Reference#	Age/Sex	Lymphoma/Leukemia Type	Diagnosis of T-LPD	Immunophenotype	Therapy of T-LPD	Response of MG to chemotherapy	Outcome	Neurological Symptoms	Thymus Involvement
6	38/M	Indolent T-LBL	< 1 year after MG	CD1+CD2+CD3+CD4+CD8+	CHOP-bleomycin (vincristine and prednisone omitted) x 3. vincristine, prednisone, methotrexate and asparaginase x 1	yes	CR (lymphoma and MG)	Diplopia, generalized weakness	yes
7	55/M	PTCL-NOS	16 years after MG	CD2+CD3+CD4+CD5+CD7dim+CD8+	CHOP	no	PR (lymphoma, no response of MG)	Ptosis and diplopia	no
9	51/F	T-LBL	1 year after MG	CD1+CD2+CD4+CD5+CD7+	CHOP x 8 cycles	yes	CR (lymphoma and MG)	Facial and limb weakness, ptosis and dysarthria	yes
8	51/F	T-LBL	2-3 months after MG	not specified	CHOP	yes	CR (lymphoma and MG)	Not specified	not specified
10	26/M	T-LBL	9 months before MG	CD3+CD5+CD7+CD10+	IIVP16(ifosfamide, idarubicin, etoposide)	no	Death (palliative care)	Facial and ocular palsy, progressive paraparesis	yes
11	43/M	PRCA/T-ALL	6 years after MG	CD2+CD3+CD5+CD7+CD8+	CHOP x 2 for initial thymoma, then AdVP(adriamycin, vincristine and prednisone) for T-ALL	no	Death from pneumonia/lymphoma	Easy fatigability and left blepharoptosis	yes
12	59/F	PTCL-NOS	Simultaneous	CD2+CD3+CD5+CD7+CD8+	Chemotherapy (not specified)	no	Death from sepsis	Right eye ptosis, dysphagia, facial weakness	yes
13	81/M	LGLL	Simultaneous	CD3+CD8+CD57+	Prednisone, then Cyclophosphamide	yes	Response (LGLL and MG)	Dyspnea, lower extremity weakness	no
Case 1	84/M	LGLL	11 years after LGLL	CD3+CD8+CD57+	Prednisone, then Cyclophosphamide	yes	CR (LGLL and MG)	Dysphagia, dysarthria, bilateral ptosis	no
Case 2	64/M	LGLL	Simultaneous	CD3+CD8+CD57+	Methotrexate and Prednisone, then cyclophosphamide, then mycophenolate	yes	CR (LGLL and MG)	Dysphagia, dysarthria, and ptosis	no

*Abbreviations: M: male; F: female;T-LPD: T cell lymphoproliferative disorders; T-LBL: T-cell lymphoblastic lymphoma; PTCL-NOS: Peripheral T cell lymphoma, not specified; PRCA: pure red cell aplasia; T-ALL: T-cell acute lymphoblastic leukemia; CHOP: cyclophosphamide, Doxorubicin, Vincristine and prednisone; CR: complete remission; PR: partial remission;

T-LGLL can harbor immunologic abnormalities such as seropositivity for rheumatoid arthritis, antinuclear antibody and antineutrophil antibody, polyclonal hypergammaglobulinemia, and circulating immune complexes [13]. Five percent of patients with T-LGLL has B cell dyscrasia, of which monoclonal gammopathy of undetermined significance is most common [14]. Bassan et al. proposed that abnormal LGL population was unable to suppress B-cell activation and immunoglobulin synthesis [15]. In our case, the development of MG after or at the time of diagnosis of T-LGLL supports MG as an immunologic or paraneoplastic manifestation of LGLL. We hypothesize that clonal CD3+/CD8+/CD57+ T-cell LGLL population results in dysregulation of B cells and subsequent development of AChR binding antibody.

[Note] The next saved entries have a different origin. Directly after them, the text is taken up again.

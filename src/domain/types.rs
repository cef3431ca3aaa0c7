//! Engine output value types.
//!
//! Everything here is an immutable value created fresh per call and handed to
//! the presentation collaborator; the engine never caches or persists any of
//! these.

use serde::{Deserialize, Serialize};
use std::fmt;

/// Result of a specific-energy-consumption calculation
#[derive(Debug, Clone, Serialize, Deserialize)]
pub struct SecResult {
    /// Achieved SEC (energy / throughput) in MMBTU/MT
    pub current_sec: f64,
    /// Notified baseline SEC in MMBTU/MT
    pub baseline_sec: f64,
    /// Target SEC = baseline * (1 - target/100)
    pub target_sec: f64,
    /// Reduction achieved against baseline (percent, positive = improvement)
    pub reduction_pct: f64,
    /// Whether the achieved SEC meets the target
    pub is_compliant: bool,
    /// Energy saved against baseline over the period (MMBTU)
    pub energy_savings_mmbtu: f64,
    /// CO2 avoided by those savings (tonnes)
    pub co2_avoided_tonnes: f64,
}

impl fmt::Display for SecResult {
    fn fmt(&self, f: &mut fmt::Formatter<'_>) -> fmt::Result {
        write!(
            f,
            "SEC {:.3} vs target {:.3} MMBTU/MT ({})",
            self.current_sec,
            self.target_sec,
            if self.is_compliant {
                "compliant"
            } else {
                "non-compliant"
            }
        )
    }
}

/// Certificate position of a single facility.
///
/// The count is signed: positive = surplus (earns certificates), negative =
/// deficit (must buy).
#[derive(Debug, Clone, Serialize, Deserialize)]
pub struct CertificatePosition {
    /// Signed certificate count in tonnes of oil equivalent
    pub escerts_toe: f64,
    /// Monetary value at the scheme price (INR, signed like the count)
    pub value_inr: f64,
    /// Monetary value at the configured exchange rate (USD, signed)
    pub value_usd: f64,
    /// SEC at which the position flips sign; only reported for deficits
    pub breakeven_sec: Option<f64>,
}

impl CertificatePosition {
    pub fn is_surplus(&self) -> bool {
        self.escerts_toe > 0.0
    }
}

/// One facility's line in a portfolio balance
#[derive(Debug, Clone, Serialize, Deserialize)]
pub struct FacilityPosition {
    pub facility_id: String,
    /// Signed certificate count (TOE)
    pub escerts_toe: f64,
    /// Signed value at the scheme price (INR)
    pub value_inr: f64,
}

/// Portfolio-level certificate balance across a facility collection
#[derive(Debug, Clone, Default, Serialize, Deserialize)]
pub struct PortfolioPosition {
    /// Certificates generated by surplus-holding facilities (TOE, >= 0)
    pub total_generated_toe: f64,
    /// Certificates required by deficit-holding facilities (TOE, >= 0)
    pub total_required_toe: f64,
    /// Net position (generated - required, signed)
    pub net_balance_toe: f64,
    /// Net monetary value at the scheme price (INR, signed)
    pub net_value_inr: f64,
    /// Number of surplus-holding facilities
    pub surplus_count: usize,
    /// Number of deficit-holding facilities
    pub deficit_count: usize,
    /// Per-facility positions, in input order
    pub positions: Vec<FacilityPosition>,
}

impl PortfolioPosition {
    pub fn is_net_surplus(&self) -> bool {
        self.net_balance_toe > 0.0
    }
}

/// Point-estimate output of the effect predictor
#[derive(Debug, Clone, Copy, PartialEq, Serialize, Deserialize)]
pub struct Prediction {
    /// Predicted SEC reduction (percent, signed; negative = improvement)
    pub reduction_pct: f64,
    /// Cohort the prediction was derived from
    pub entry_cohort: u8,
    /// Capacity the prediction was derived from (MMTPA)
    pub capacity_mmtpa: f64,
}

impl Prediction {
    /// SEC the facility is expected to achieve from a given baseline
    pub fn expected_sec(&self, baseline_sec: f64) -> f64 {
        baseline_sec * (1.0 + self.reduction_pct / 100.0)
    }
}

/// Risk classification of a compliance probability
#[derive(Debug, Clone, Copy, PartialEq, Eq, Serialize, Deserialize)]
pub enum RiskBand {
    /// Probability >= 0.70
    High,
    /// Probability in [0.40, 0.70)
    Medium,
    /// Probability < 0.40
    AtRisk,
}

impl RiskBand {
    pub fn classify(probability: f64) -> Self {
        if probability >= 0.70 {
            RiskBand::High
        } else if probability >= 0.40 {
            RiskBand::Medium
        } else {
            RiskBand::AtRisk
        }
    }
}

/// Output of one Monte Carlo compliance simulation
#[derive(Debug, Clone, Serialize, Deserialize)]
pub struct ComplianceForecast {
    /// Estimated compliance probability in [0, 1]
    pub probability: f64,
    /// Lower bound of the binomial-proportion interval
    pub ci_low: f64,
    /// Upper bound of the binomial-proportion interval
    pub ci_high: f64,
    /// Confidence level the interval was computed at
    pub confidence_level: f64,
    /// Number of trials run
    pub trials: usize,
    /// Number of trials that landed compliant
    pub compliant_trials: usize,
    /// Sampled achieved-SEC realizations, one per trial
    pub simulated_secs: Vec<f64>,
}

impl ComplianceForecast {
    pub fn risk_band(&self) -> RiskBand {
        RiskBand::classify(self.probability)
    }

    /// Width of the confidence interval
    pub fn ci_width(&self) -> f64 {
        self.ci_high - self.ci_low
    }
}

#[cfg(test)]
mod tests {
    use super::*;

    #[test]
    fn test_risk_band_thresholds() {
        assert_eq!(RiskBand::classify(0.95), RiskBand::High);
        assert_eq!(RiskBand::classify(0.70), RiskBand::High);
        assert_eq!(RiskBand::classify(0.55), RiskBand::Medium);
        assert_eq!(RiskBand::classify(0.40), RiskBand::Medium);
        assert_eq!(RiskBand::classify(0.10), RiskBand::AtRisk);
    }

    #[test]
    fn test_prediction_expected_sec() {
        let p = Prediction {
            reduction_pct: -20.0,
            entry_cohort: 1,
            capacity_mmtpa: 10.0,
        };
        assert!((p.expected_sec(10.0) - 8.0).abs() < 1e-12);
    }

    #[test]
    fn test_sec_result_display() {
        let r = SecResult {
            current_sec: 8.5,
            baseline_sec: 8.33,
            target_sec: 7.9135,
            reduction_pct: -2.04,
            is_compliant: false,
            energy_savings_mmbtu: 0.0,
            co2_avoided_tonnes: 0.0,
        };
        assert_eq!(
            format!("{r}"),
            "SEC 8.500 vs target 7.914 MMBTU/MT (non-compliant)"
        );
    }

    #[test]
    fn test_serialization() {
        let pos = CertificatePosition {
            escerts_toe: -1200.0,
            value_inr: -4_800_000.0,
            value_usd: -57_831.3,
            breakeven_sec: Some(7.5),
        };
        let json = serde_json::to_string(&pos).unwrap();
        let back: CertificatePosition = serde_json::from_str(&json).unwrap();
        assert!(!back.is_surplus());
        assert_eq!(back.breakeven_sec, Some(7.5));
        assert_eq!(back.value_usd, -57_831.3);
    }
}
//! Batch compliance forecasting.
//!
//! Runs the predict -> simulate -> certificate pipeline across a facility
//! collection on the rayon pool. Facilities are independent, so one
//! facility's failure never contaminates another's forecast; the failure
//! policy decides whether it aborts the batch or rides along as a marker.

use chrono::{DateTime, Utc};
use rayon::prelude::*;
use serde::Serialize;
use tracing::{debug, warn};

use crate::calculator::{aggregate_positions, calculate_escerts};
use crate::config::CalibrationConfig;
use crate::domain::{
    CertificatePosition, ComplianceForecast, FacilityPosition, FacilityProfile, PortfolioPosition,
    Prediction, RiskBand,
};
use crate::error::{EngineError, Result};
use crate::model::{monte_carlo_compliance, predict_sec_reduction, NoiseModel};

/// What a facility-level failure does to the rest of the batch
#[derive(Debug, Clone, Copy, PartialEq, Eq, Default, Serialize)]
pub enum FailurePolicy {
    /// Report the failure alongside the successful forecasts
    #[default]
    Partial,
    /// First failure aborts the whole batch
    Strict,
}

/// Per-batch knobs; anything unset falls back to the calibration defaults
#[derive(Debug, Clone, Default)]
pub struct BatchOptions {
    pub trials: Option<usize>,
    pub noise_model: Option<NoiseModel>,
    pub confidence_level: Option<f64>,
    /// Master seed; each facility derives its own sub-seed from this and a
    /// stable hash of its id, so batch runs reproduce facility by facility
    pub seed: Option<u64>,
    pub policy: FailurePolicy,
    /// Raise rather than clamp implausible predictions
    pub strict_plausibility: bool,
}

/// Completed forecast for one facility
#[derive(Debug, Clone, Serialize)]
pub struct FacilityForecast {
    pub facility_id: String,
    pub baseline_sec: f64,
    pub target_sec: f64,
    pub prediction: Prediction,
    /// SEC the facility is expected to achieve under the point estimate
    pub predicted_sec: f64,
    pub compliance: ComplianceForecast,
    pub position: CertificatePosition,
    pub risk: RiskBand,
}

/// Outcome slot for one facility, in input order
#[derive(Debug, Clone, Serialize)]
pub struct FacilityOutcome {
    pub facility_id: String,
    pub result: std::result::Result<FacilityForecast, EngineError>,
}

/// Batch result: input-ordered per-facility outcomes plus the portfolio
/// certificate balance folded over the successes
#[derive(Debug, Clone, Serialize)]
pub struct BatchForecast {
    pub generated_at: DateTime<Utc>,
    pub outcomes: Vec<FacilityOutcome>,
    pub portfolio: PortfolioPosition,
    pub succeeded: usize,
    pub failed: usize,
}

/// FNV-1a over the facility id. Stable across releases, unlike the standard
/// library's default hasher, which the reproducibility contract rules out.
fn facility_hash(id: &str) -> u64 {
    let mut hash: u64 = 0xcbf2_9ce4_8422_2325;
    for byte in id.as_bytes() {
        hash ^= u64::from(*byte);
        hash = hash.wrapping_mul(0x0000_0100_0000_01b3);
    }
    hash
}

fn forecast_one(
    config: &CalibrationConfig,
    facility: &FacilityProfile,
    options: &BatchOptions,
) -> Result<FacilityForecast> {
    let cohort = config.cohort_effect(facility.entry_cohort)?;
    let target_reduction_pct = facility
        .target_reduction_pct
        .unwrap_or(cohort.target_reduction_pct);
    let target_sec = facility.baseline_sec * (1.0 - target_reduction_pct / 100.0);

    let prediction = predict_sec_reduction(
        &config.model,
        facility.entry_cohort,
        facility.capacity_mmtpa,
        options.strict_plausibility,
    )?;
    let predicted_sec = prediction.expected_sec(facility.baseline_sec);

    let trials = options.trials.unwrap_or(config.simulation.default_trials);
    let noise_model = options.noise_model.unwrap_or(NoiseModel::Gaussian {
        std_dev_pct: config.simulation.default_std_dev_pct,
    });
    let confidence_level = options
        .confidence_level
        .unwrap_or(config.simulation.default_confidence_level);
    let facility_seed = options
        .seed
        .map(|s| s.wrapping_add(facility_hash(&facility.id)));

    let compliance = monte_carlo_compliance(
        facility.baseline_sec,
        target_sec,
        prediction.reduction_pct,
        trials,
        noise_model,
        confidence_level,
        facility_seed,
    )?;

    let position = calculate_escerts(
        predicted_sec,
        target_sec,
        facility.annual_throughput_mt(config.economics.capacity_utilization),
        config.economics.escert_price_inr,
        config.economics.usd_inr_rate,
    )?;

    let risk = compliance.risk_band();
    debug!(
        facility = %facility.id,
        probability = compliance.probability,
        escerts_toe = position.escerts_toe,
        "facility forecast complete"
    );

    Ok(FacilityForecast {
        facility_id: facility.id.clone(),
        baseline_sec: facility.baseline_sec,
        target_sec,
        prediction,
        predicted_sec,
        compliance,
        position,
        risk,
    })
}

/// Forecast compliance for every facility and aggregate the portfolio
/// certificate balance.
///
/// The output preserves the input facility order regardless of how the rayon
/// pool schedules the work. An empty collection yields an empty forecast with
/// a zero portfolio.
pub fn batch_compliance_forecast(
    config: &CalibrationConfig,
    facilities: &[FacilityProfile],
    options: &BatchOptions,
) -> Result<BatchForecast> {
    let outcomes: Vec<FacilityOutcome> = facilities
        .par_iter()
        .map(|facility| FacilityOutcome {
            facility_id: facility.id.clone(),
            result: forecast_one(config, facility, options),
        })
        .collect();

    if options.policy == FailurePolicy::Strict {
        if let Some(outcome) = outcomes.iter().find(|o| o.result.is_err()) {
            let err = outcome.result.as_ref().unwrap_err().clone();
            warn!(facility = %outcome.facility_id, %err, "aborting batch (strict policy)");
            return Err(err);
        }
    }

    let positions: Vec<FacilityPosition> = outcomes
        .iter()
        .filter_map(|o| o.result.as_ref().ok())
        .map(|f| FacilityPosition {
            facility_id: f.facility_id.clone(),
            escerts_toe: f.position.escerts_toe,
            value_inr: f.position.value_inr,
        })
        .collect();
    let portfolio = aggregate_positions(&positions);

    let succeeded = positions.len();
    let failed = outcomes.len() - succeeded;
    if failed > 0 {
        warn!(succeeded, failed, "batch completed with failures");
    }

    Ok(BatchForecast {
        generated_at: Utc::now(),
        outcomes,
        portfolio,
        succeeded,
        failed,
    })
}

#[cfg(test)]
mod tests {
    use super::*;

    fn config() -> CalibrationConfig {
        CalibrationConfig::default()
    }

    fn facilities() -> Vec<FacilityProfile> {
        vec![
            FacilityProfile::new("IOCL Panipat", 15.0, 8.2, 1).unwrap(),
            FacilityProfile::new("IOCL Guwahati", 1.0, 9.1, 2).unwrap(),
            FacilityProfile::new("CPCL Nagapattinam", 1.0, 8.6, 3).unwrap(),
        ]
    }

    fn seeded_options() -> BatchOptions {
        BatchOptions {
            trials: Some(2000),
            seed: Some(42),
            ..Default::default()
        }
    }

    #[test]
    fn test_batch_preserves_input_order() {
        let batch = batch_compliance_forecast(&config(), &facilities(), &seeded_options()).unwrap();
        let ids: Vec<_> = batch.outcomes.iter().map(|o| o.facility_id.as_str()).collect();
        assert_eq!(ids, ["IOCL Panipat", "IOCL Guwahati", "CPCL Nagapattinam"]);
        assert_eq!(batch.succeeded, 3);
        assert_eq!(batch.failed, 0);
    }

    #[test]
    fn test_batch_is_reproducible_with_seed() {
        let a = batch_compliance_forecast(&config(), &facilities(), &seeded_options()).unwrap();
        let b = batch_compliance_forecast(&config(), &facilities(), &seeded_options()).unwrap();
        for (x, y) in a.outcomes.iter().zip(b.outcomes.iter()) {
            let (fx, fy) = (x.result.as_ref().unwrap(), y.result.as_ref().unwrap());
            assert_eq!(fx.compliance.probability, fy.compliance.probability);
            assert_eq!(fx.compliance.ci_low, fy.compliance.ci_low);
        }
        assert!((a.portfolio.net_balance_toe - b.portfolio.net_balance_toe).abs() < 1e-9);
    }

    #[test]
    fn test_early_entrant_forecast_beats_late() {
        let batch = batch_compliance_forecast(&config(), &facilities(), &seeded_options()).unwrap();
        let early = batch.outcomes[0].result.as_ref().unwrap();
        let late = batch.outcomes[2].result.as_ref().unwrap();
        assert!(early.prediction.reduction_pct < late.prediction.reduction_pct);
        assert!(early.compliance.probability > late.compliance.probability);
        assert_eq!(early.risk, RiskBand::High);
    }

    #[test]
    fn test_portfolio_lists_successful_facilities() {
        let batch = batch_compliance_forecast(&config(), &facilities(), &seeded_options()).unwrap();
        let ids: Vec<_> = batch
            .portfolio
            .positions
            .iter()
            .map(|p| p.facility_id.as_str())
            .collect();
        assert_eq!(ids, ["IOCL Panipat", "IOCL Guwahati", "CPCL Nagapattinam"]);
        for (position, outcome) in batch.portfolio.positions.iter().zip(&batch.outcomes) {
            let forecast = outcome.result.as_ref().unwrap();
            assert_eq!(position.escerts_toe, forecast.position.escerts_toe);
            assert_eq!(position.value_inr, forecast.position.value_inr);
        }
    }

    #[test]
    fn test_partial_failure_marks_only_offender() {
        let mut facs = facilities();
        facs[1].entry_cohort = 99;
        let batch = batch_compliance_forecast(&config(), &facs, &seeded_options()).unwrap();
        assert_eq!(batch.succeeded, 2);
        assert_eq!(batch.failed, 1);
        assert_eq!(batch.portfolio.positions.len(), 2);
        assert!(batch.outcomes[0].result.is_ok());
        assert!(matches!(
            batch.outcomes[1].result,
            Err(EngineError::UnknownCohort { cohort: 99, .. })
        ));
        assert!(batch.outcomes[2].result.is_ok());
    }

    #[test]
    fn test_strict_policy_aborts_batch() {
        let mut facs = facilities();
        facs[1].entry_cohort = 99;
        let options = BatchOptions {
            policy: FailurePolicy::Strict,
            ..seeded_options()
        };
        let err = batch_compliance_forecast(&config(), &facs, &options).unwrap_err();
        assert!(matches!(err, EngineError::UnknownCohort { cohort: 99, .. }));
    }

    #[test]
    fn test_empty_batch_is_zero_portfolio() {
        let batch = batch_compliance_forecast(&config(), &[], &seeded_options()).unwrap();
        assert!(batch.outcomes.is_empty());
        assert_eq!(batch.succeeded, 0);
        assert_eq!(batch.failed, 0);
        assert_eq!(batch.portfolio.net_balance_toe, 0.0);
    }

    #[test]
    fn test_facility_target_override_applies() {
        let cfg = config();
        let default_run = batch_compliance_forecast(
            &cfg,
            &[FacilityProfile::new("X", 10.0, 8.0, 1).unwrap()],
            &seeded_options(),
        )
        .unwrap();
        let override_run = batch_compliance_forecast(
            &cfg,
            &[FacilityProfile::new("X", 10.0, 8.0, 1)
                .unwrap()
                .with_target_reduction(20.0)],
            &seeded_options(),
        )
        .unwrap();
        let d = default_run.outcomes[0].result.as_ref().unwrap();
        let o = override_run.outcomes[0].result.as_ref().unwrap();
        assert!(o.target_sec < d.target_sec);
        // Tighter target can only lower the compliance probability
        assert!(o.compliance.probability <= d.compliance.probability);
    }

    #[test]
    fn test_facility_hash_is_stable() {
        // FNV-1a reference value for "a"
        assert_eq!(facility_hash("a"), 0xaf63dc4c8601ec8c);
        assert_eq!(facility_hash(""), 0xcbf29ce484222325);
    }
}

These autoantibodies were pathogenic and impaired neuromuscular transmission in the postsynaptic membrane through several mechanisms such as complement-mediated injury and removal of AChR from the muscle membranes, cross-linkage of divalent AChR autoantibodies that result in internalization of AChR, or direct blockade of AChR by the autoantibodies [16]. The complete resolution of MG symptoms and a significant decrease in AChR abs after LGLL treatment further support causal relationship between these two rare disorders. Interestingly, in both patients, MG was bulbar without generalized weakness, which is less common in late-onset MG [2].

Conclusions

Two patients with T-cell LGLL and MG without thymic involvement were described here. In both cases, the complete resolution of MG symptoms and a significant decrease in AChR titers after T-LGLL treatment suggests a causal relationship. We hypothesize that T-LGLL leads to B cell dysregulation and production of AChR autoantibodies in both cases.